We need to generate CSV in the format that BERT expects, which is:

> Here's how to run the data generation. The input is a plain text file, with one sentence per line. (It is important that these be actual sentences for the "next sentence prediction" task). Documents are delimited by empty lines. The output is a set of tf.train.Examples serialized into TFRecord file format.

In [55]:
sentence_tokenizer = PunktSentenceTokenizer()
sentences = docs.apply(sentence_tokenizer.tokenize)

sentences.head(2)

0                                                                                                                                                                                                                                                                               [Makes sure the fast-path emits in order., @param value the value to emit or queue up\n@param delayError if true, errors are delayed until the source has terminated\n@param disposable the resource to dispose if the drain terminates]
1    [Mirrors the one ObservableSource in an Iterable of several ObservableSources that first either emits an item or sends\na termination notification., Scheduler:\n{@code amb} does not operate by default on a particular {@link Scheduler}., @param  the common element type\n@param sources\nan Iterable of ObservableSource sources competing to react first., A subscription to each source will\noccur in the same order as in the Iterable., @return an Observable that emits the same sequence as wh

In [78]:
with open('../data/sentences.csv', 'w') as f:
    
    current_idx = 0
    for idx, doc in sentences.items():
        # Insert a newline to separate documents
        if idx != current_idx:
            f.write('\n')
        # Write each sentence exactly as it appared to one line each
        for sentence in doc:
            f.write(sentence.encode('unicode-escape').decode().replace('\\\\', '\\') + '\n')

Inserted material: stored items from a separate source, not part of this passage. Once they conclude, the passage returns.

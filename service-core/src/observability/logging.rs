use opentelemetry::KeyValue;
use opentelemetry_otlp::WithExportConfig;
use opentelemetry_sdk::{Resource, runtime, trace as sdktrace};
use tracing_subscriber::{EnvFilter, Layer, layer::SubscriberExt, util::SubscriberInitExt};

/// Install the global subscriber: env filter, JSON logs, and an OTLP span
/// exporter when an endpoint is configured.
pub fn init_tracing(service_name: &str, log_level: &str, otlp_endpoint: Option<&str>) {
    let env_filter =
        EnvFilter::try_from_default_env().unwrap_or_else(|_| EnvFilter::new(log_level));

    let telemetry = otlp_endpoint.and_then(|endpoint| {
        let otlp_exporter = opentelemetry_otlp::new_exporter()
            .tonic()
            .with_endpoint(endpoint);

        match opentelemetry_otlp::new_pipeline()
            .tracing()
            .with_exporter(otlp_exporter)
            .with_trace_config(sdktrace::config().with_resource(Resource::new(vec![
                KeyValue::new("service.name", service_name.to_string()),
            ])))
            .install_batch(runtime::Tokio)
        {
            Ok(tracer) => Some(tracing_opentelemetry::layer().with_tracer(tracer).boxed()),
            Err(e) => {
                eprintln!(
                    "Failed to initialize OTLP tracer for service '{}' at endpoint '{}': {}",
                    service_name, endpoint, e
                );
                None
            }
        }
    });

    tracing_subscriber::registry()
        .with(env_filter)
        .with(telemetry)
        .with(
            tracing_subscriber::fmt::layer()
                .with_file(true)
                .with_line_number(true)
                .json()
                .flatten_event(true),
        )
        .init();
}
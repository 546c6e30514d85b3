mod common;

use axum::http::{Method, StatusCode};
use common::TestApp;
use serde_json::json;

#[tokio::test]
async fn plans_are_public_and_unlimited_is_minus_one() {
    let app = TestApp::new();
    let (status, plans) = app.call(Method::GET, "/billing/plans", None, None).await;

    assert_eq!(status, StatusCode::OK);
    let plans = plans.as_array().unwrap();
    assert_eq!(plans.len(), 4);
    assert_eq!(plans[0]["plan"], "free");
    assert_eq!(plans[0]["limits"]["invoices_per_month"], 5);
    assert_eq!(plans[0]["limits"]["reports"], false);
    assert_eq!(plans[2]["plan"], "pro");
    assert_eq!(plans[2]["limits"]["invoices_per_month"], -1);
}

#[tokio::test]
async fn free_plan_stops_at_five_invoices_a_month() {
    let app = TestApp::new();
    let token = app.token().await;
    let client_id = app.create_client(&token, "UAB Klientas").await;

    for _ in 0..5 {
        app.create_invoice(&token, &client_id, json!([])).await;
    }
    let (status, body) = app
        .post("/invoices", &token, json!({ "client_id": client_id }))
        .await;
    assert_eq!(status, StatusCode::PAYMENT_REQUIRED, "{body}");

    let (_, list) = app.get("/invoices", &token).await;
    let first = list["invoices"][0]["invoice_id"].as_str().unwrap().to_string();
    let (status, _) = app
        .post(&format!("/invoices/{first}/duplicate"), &token, json!({}))
        .await;
    assert_eq!(status, StatusCode::PAYMENT_REQUIRED);
}

#[tokio::test]
async fn cancelled_invoices_still_count_towards_the_monthly_limit() {
    let app = TestApp::new();
    let token = app.token().await;
    let client_id = app.create_client(&token, "UAB Klientas").await;

    for _ in 0..5 {
        let draft = app.create_invoice(&token, &client_id, json!([])).await;
        let id = draft["invoice_id"].as_str().unwrap();
        app.post(&format!("/invoices/{id}/cancel"), &token, json!({})).await;
    }
    let (status, _) = app
        .post("/invoices", &token, json!({ "client_id": client_id }))
        .await;
    assert_eq!(status, StatusCode::PAYMENT_REQUIRED);
}

#[tokio::test]
async fn upgrading_lifts_the_limit() {
    let app = TestApp::new();
    let token = app.token().await;
    let client_id = app.create_client(&token, "UAB Klientas").await;
    for _ in 0..5 {
        app.create_invoice(&token, &client_id, json!([])).await;
    }

    let (status, subscription) = app
        .put("/billing/subscription", &token, json!({ "plan": "pro" }))
        .await;
    assert_eq!(status, StatusCode::OK);
    assert_eq!(subscription["plan"]["plan"], "pro");
    assert_eq!(subscription["usage"]["invoices_this_month"]["used"], 5);
    assert_eq!(subscription["usage"]["invoices_this_month"]["limit"], -1);

    let (status, _) = app
        .post("/invoices", &token, json!({ "client_id": client_id }))
        .await;
    assert_eq!(status, StatusCode::CREATED);
}

#[tokio::test]
async fn client_limit_counts_active_clients() {
    let app = TestApp::new();
    let token = app.token().await;
    let mut ids = Vec::new();
    for n in 0..10 {
        ids.push(app.create_client(&token, &format!("Klientas {n}")).await);
    }

    let (status, _) = app.post("/clients", &token, json!({ "name": "Vienuoliktas" })).await;
    assert_eq!(status, StatusCode::PAYMENT_REQUIRED);

    let (status, _) = app.delete(&format!("/clients/{}", ids[0]), &token).await;
    assert_eq!(status, StatusCode::OK);
    let (status, _) = app.post("/clients", &token, json!({ "name": "Vienuoliktas" })).await;
    assert_eq!(status, StatusCode::CREATED);
}

#[tokio::test]
async fn subscription_reports_usage() {
    let app = TestApp::new();
    let token = app.token().await;
    let client_id = app.create_client(&token, "UAB Klientas").await;
    app.create_invoice(&token, &client_id, json!([])).await;
    app.post("/products", &token, json!({ "name": "Konsultacija", "unit_price": "50" }))
        .await;

    let (status, subscription) = app.get("/billing/subscription", &token).await;
    assert_eq!(status, StatusCode::OK);
    assert_eq!(subscription["plan"]["plan"], "free");
    assert_eq!(subscription["usage"]["invoices_this_month"]["used"], 1);
    assert_eq!(subscription["usage"]["invoices_this_month"]["limit"], 5);
    assert_eq!(subscription["usage"]["clients"]["used"], 1);
    assert_eq!(subscription["usage"]["products"]["used"], 1);
    assert_eq!(subscription["usage"]["reports"], false);
}

#[tokio::test]
async fn reports_need_a_plan_that_includes_them() {
    let app = TestApp::new();
    let free = app.token().await;
    let basic = app.token_on_plan("basic").await;
    let pro = app.token_on_plan("pro").await;

    for path in ["/reports/revenue", "/reports/vat", "/reports/clients", "/reports/export/invoices"] {
        let (status, _) = app.get(path, &free).await;
        assert_eq!(status, StatusCode::FORBIDDEN, "free {path}");
        let (status, _) = app.get(path, &basic).await;
        assert_eq!(status, StatusCode::FORBIDDEN, "basic {path}");
    }
    let (status, _) = app.get("/reports/revenue", &pro).await;
    assert_eq!(status, StatusCode::OK);

    let (status, _) = app.get("/dashboard", &free).await;
    assert_eq!(status, StatusCode::OK);
}

#[tokio::test]
async fn unknown_plan_is_rejected() {
    let app = TestApp::new();
    let token = app.token().await;
    let (status, _) = app
        .put("/billing/subscription", &token, json!({ "plan": "platinum" }))
        .await;
    assert_eq!(status, StatusCode::UNPROCESSABLE_ENTITY);
}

## Using `sentencepiece` to Extract a WordPiece Vocabulary

BERT needs a WordPiece vocabulary file to run, so we need to decide on a number of tokens and then run `sentencepiece` to extract a list of valid tokens.

In [99]:
%%bash

cd ../models
spm_train --input="../data/sentences.csv" --model_prefix=wsl --vocab_size=20000

sentencepiece_trainer.cc(49) LOG(INFO) Starts training with : 
TrainerSpec {
  input: ../data/sentences.csv
  input_format: 
  model_prefix: wsl
  model_type: UNIGRAM
  vocab_size: 20000
  self_test_sample_size: 0
  character_coverage: 0.9995
  input_sentence_size: 0
  shuffle_input_sentence: 1
  seed_sentencepiece_size: 1000000
  shrinking_factor: 0.75
  max_sentence_length: 4192
  num_threads: 16
  num_sub_iterations: 2
  max_sentencepiece_length: 16
  split_by_unicode_script: 1
  split_by_number: 1
  split_by_whitespace: 1
  treat_whitespace_as_suffix: 0
  hard_vocab_limit: 1
  use_all_vocab: 0
  unk_id: 0
  bos_id: 1
  eos_id: 2
  pad_id: -1
  unk_piece: <unk>
  bos_piece: <s>
  eos_piece: </s>
  pad_piece: <pad>
  unk_surface:  ⁇ 
}
NormalizerSpec {
  name: nmt_nfkc
  add_dummy_prefix: 1
  remove_extra_whitespaces: 1
  escape_whitespaces: 1
  normalization_rule_tsv: 
}

trainer_interface.cc(267) LOG(INFO) Loading corpus: ../data/sentences.csv
trainer_interface.cc(139) LOG(INFO) Lo

In [100]:
# I am here to breakup the previous and next cell :)

## Using BERT to Pretrain a Language Model

Next we use the WordPiece vocabulary to pre-train a BERT model that we will then use, as a tranfer learning strategy, to encode the text of Stack Overflow questions.

### Creating a BERT conda environment

It is not possible to create a new conda environment from which to install `tensorflow==1.14.0`, which BERT needs, so you will need to run this code outside of this notebook, from the root directory of this project.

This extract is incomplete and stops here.